# Ariens Stuck



## June4th (Dec 27, 2010)

Greetings from New England!

Me finding this website is yet another evidence that the Internet has EVERYTHING.  

I need some help to troubleshoot an 8-yr old Ariens Classic 8524:

The blower passed the pre-season start up just fine: new plug, oil and gas. It started on the first pull and ran a few minutes without issues.

A few days ago I tried to start it again. This time it started on full choke but sputtered a few seconds later after I switched to closed choke. I had trouble start it again on pull string so I tried the electric starter, it would start but stop soon after. It feels something is 'stuck' as the pull string would have unusual amount of resistance, to the point that I feel I could break it. 

My first thought was the gas (even it had stabilizer mixed in) so I drained the tank and carburetor and put fresh gas in. It didn't do any good. 

I opened the belt housing cover and both belts (drive and attachment) seemed to be properly tensioned. 

Now I'm at the end of my mechanical ability.

Any other troubleshooting steps I should check before taking it to the shop?

Thanks in advance,


----------



## 2cycled fruitcake (Oct 5, 2010)

when it did fire...was there any kind of strange odor or smoke....i.e white smoke 
might have had a lil condensation puddle in there.
sounds like some sort of "lock'
i'd try pulling the plug, take off the rewind starter, squirt a lil oil down the cylinder,see if it turns by hand...

when you did the "pre-check" was the motor um, "summerized",i.e gas run out, etc...
could be some gunk in the carb, take it off'n' clean it out ,make sure you dont get the cleaner on any plastic,or rubber surfaces..


----------



## June4th (Dec 27, 2010)

No odor or smoke in pre-season warmup. I drained gas from the tank and carb at the end of last season. I also took off the plug and squirted oil in the cylinder bore as part of the off season storage.

Now when I use the electric starter to force it crank, there is a hint of burning plastic or rubber so I checked the belts. I didn't run it hard or continuously for fear of breaking something.


----------



## dakota60 (Oct 20, 2010)

Warning ! don't run the electric starter for more than 15-20 seconds at a time, or you will damage it. - they are EXPENSIVE... It sounds like you may be hydro locked- that is if the gas flows through the carb because of a stuck float/needle ,the gasoline flows into the cylinder,where it becomes trapped.
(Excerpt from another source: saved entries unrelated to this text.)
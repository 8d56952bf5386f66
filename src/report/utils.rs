// Copyright (C) 2026 Checkmk GmbH - License: GNU General Public License v2
// This file is part of Checkmk (https://checkmk.com). It is subject to the terms and
// conditions defined in the file COPYING, which is part of this source code package.

//! Utility functions for output formatting.

use crate::stats::{Info, InfoMap};

/// Order entries for display and keep the first `top_n`.
///
/// Entries are sorted by count, highest first; equal counts are ordered by identity.
///
/// # Examples
///
/// ```ignore
/// let entries: InfoMap = [("b", 2), ("a", 2), ("c", 9)].map(...).collect();
/// let names: Vec<&str> = ranked(&entries, 2).into_iter().map(|(n, _)| n).collect();
/// assert_eq!(names, vec!["c", "a"]);
/// ```
#[must_use]
pub(crate) fn ranked(entries: &InfoMap, top_n: usize) -> Vec<(&str, &Info)> {
    let mut ranked: Vec<(&str, &Info)> = entries
        .iter()
        .map(|(identity, info)| (identity.as_str(), info))
        .collect();
    ranked.sort_by(|(a_identity, a), (b_identity, b)| {
        b.count.cmp(&a.count).then_with(|| a_identity.cmp(b_identity))
    });
    ranked.truncate(top_n);
    ranked
}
To check , remove and GROUND plug to engine. (you don't want a spark if there is fuel to expell, I burned up a nice lawnmower this way, lol)) pull cord over slowly and see if you expell any fuel from the cylinder through the spark plug hole. If so, your float or needle is stuck,or the float is taking on gasoline and sinking, causing the carburetor to flood. i hope this helps. Larry


----------



## BOSMECH (Dec 16, 2010)

This might be worth a try, take the belts off to eliminate it down to the engine or if something on the drive system is stuck. If it is hard to start with the belts off then take the pull start housing off and check for mice nests.


----------



## peppi (Jan 2, 2011)

Try removing the spark plug and crank it over again. Possible there is too much gas in the cylinder .


----------